If a line in the entries below includes the string "lifecycle", copy it out.
____
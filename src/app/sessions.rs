//! Session lifecycle methods on Host.

use std::path::{Path, PathBuf};
use std::sync::mpsc::TryRecvError;

use tracing::{debug, info, warn};

use super::*;
use crate::notice::Notice;
use crate::session::SpawnRequest;

impl Host {
    /// Start a new shell session and make it current.
    ///
    /// Without an explicit `cwd` the session starts in the current session's
    /// working directory, or the configured default when there is none.
    /// Failures are reported as notices; the current session is unchanged.
    pub fn new_session(
        &mut self,
        failsafe: bool,
        name: Option<String>,
        cwd: Option<PathBuf>,
    ) -> Option<SessionHandle> {
        let cwd = cwd
            .or_else(|| self.current_session().map(Session::cwd))
            .unwrap_or_else(|| self.config.default_working_directory.clone());
        self.spawn(SpawnRequest::shell(cwd, failsafe, name))
    }

    /// Run `program` in a new session whose exit status is reported back as
    /// soon as it finishes.
    pub fn run_command(
        &mut self,
        cwd: &Path,
        program: &str,
        args: Vec<String>,
    ) -> Option<SessionHandle> {
        self.spawn(SpawnRequest::command(cwd, program, args))
    }

    /// Switch to the first session already in `cwd`, or start one there.
    pub fn open_in(&mut self, cwd: &Path) -> Option<SessionHandle> {
        if let Some(handle) = self.registry.find_by_cwd(cwd).map(Session::handle) {
            self.active.set_current(&self.registry, handle, &mut self.sink);
            return Some(handle);
        }
        self.new_session(false, None, Some(cwd.to_path_buf()))
    }

    fn spawn(&mut self, request: SpawnRequest) -> Option<SessionHandle> {
        match self.registry.create_with(request) {
            Ok(session) => {
                let handle = session.handle();
                self.active.set_current(&self.registry, handle, &mut self.sink);
                Some(handle)
            }
            Err(e) => {
                warn!("failed to create session: {e}");
                let notice = if e.is_modal() {
                    Notice::dialog(e.to_string())
                } else {
                    Notice::error(e.to_string())
                };
                self.sink.notice(notice);
                None
            }
        }
    }

    pub fn set_current(&mut self, handle: SessionHandle) {
        self.active.set_current(&self.registry, handle, &mut self.sink);
    }

    pub fn switch_relative(&mut self, forward: bool) {
        self.active
            .switch_relative(&self.registry, forward, &mut self.sink);
    }

    pub fn switch_to_index(&mut self, index: usize) {
        self.active
            .switch_to_index(&self.registry, index, &mut self.sink);
    }

    /// Dismiss a session, killing it if it is still running.
    pub fn remove_session(&mut self, handle: SessionHandle) {
        self.active
            .remove_finished(&mut self.registry, handle, &mut self.sink);
    }

    /// Rename a session. Unknown handles are ignored.
    pub fn rename_session(&mut self, handle: SessionHandle, name: &str) {
        if let Some(session) = self.registry.get_mut(handle) {
            session.set_name(name);
            debug!(%handle, name = ?session.name(), "session renamed");
        }
    }

    /// Pull pending backend notifications into the sessions, at most
    /// [`PUMP_BUDGET`] per call so a flooding session cannot starve input.
    /// Returns the number of notifications handled.
    pub fn pump(&mut self) -> usize {
        let mut handled = 0;
        while handled < PUMP_BUDGET {
            match self.backend_rx.try_recv() {
                Ok(event) => {
                    self.handle_backend_event(event);
                    handled += 1;
                }
                Err(TryRecvError::Empty | TryRecvError::Disconnected) => break,
            }
        }
        handled
    }

    fn handle_backend_event(&mut self, event: BackendEvent) {
        match event {
            BackendEvent::Output { handle, data } => self.on_output(handle, &data),
            BackendEvent::Exited { handle, code } => self.on_exited(handle, code),
        }
    }

    fn on_output(&mut self, handle: SessionHandle, data: &[u8]) {
        let Some(index) = self.registry.index_of(handle) else {
            debug!(%handle, "dropping output for removed session");
            return;
        };
        let is_current = self.active.current() == Some(handle);
        let Some(session) = self.registry.get_mut(handle) else {
            return;
        };
        let changes = session.process_output(data);

        if changes.title_changed {
            let title = session.title().to_string();
            if !is_current {
                self.sink.notice(Notice::info(session.label(index)).long());
            }
            self.sink
                .push_visible(HostEvent::TitleChanged { handle, title });
        }
        if is_current {
            self.sink.push_visible(HostEvent::ScreenUpdated(handle));
        }
        if changes.bells > 0 {
            self.lifecycle.ring_bell(&mut self.sink);
        }
    }

    fn on_exited(&mut self, handle: SessionHandle, code: Option<i32>) {
        let Some(session) = self.registry.get_mut(handle) else {
            debug!(%handle, "exit for removed session");
            return;
        };
        if !session.mark_finished(code) {
            return;
        }
        info!(%handle, ?code, "session finished");
        self.sink.push(HostEvent::SessionFinished {
            handle,
            exit_code: code,
        });
        self.active
            .on_session_finished(&mut self.registry, handle, self.stopping, &mut self.sink);
    }

    /// The UI became visible or hidden.
    pub fn set_visible(&mut self, visible: bool) {
        self.sink.set_visible(visible);
    }

    /// Going to the background.
    pub fn on_stop(&mut self) {
        self.lifecycle
            .on_stop(self.active.current(), self.store.as_ref());
    }

    /// Coming back to the foreground.
    pub fn on_start(&mut self) {
        self.lifecycle.on_start(
            &mut self.active,
            &self.registry,
            self.store.as_ref(),
            &mut self.sink,
        );
    }

    /// Resize every session to the new terminal size.
    pub fn resize(&mut self, rows: u16, cols: u16) {
        self.registry.resize_all(rows, cols);
        if let Some(handle) = self.active.current() {
            self.sink.push_visible(HostEvent::ScreenUpdated(handle));
        }
    }
}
____
● WRITTEN SOLUTION:
//! Session lifecycle methods on Host.
            self.lifecycle.ring_bell(&mut self.sink);
        self.lifecycle
        self.lifecycle.on_start(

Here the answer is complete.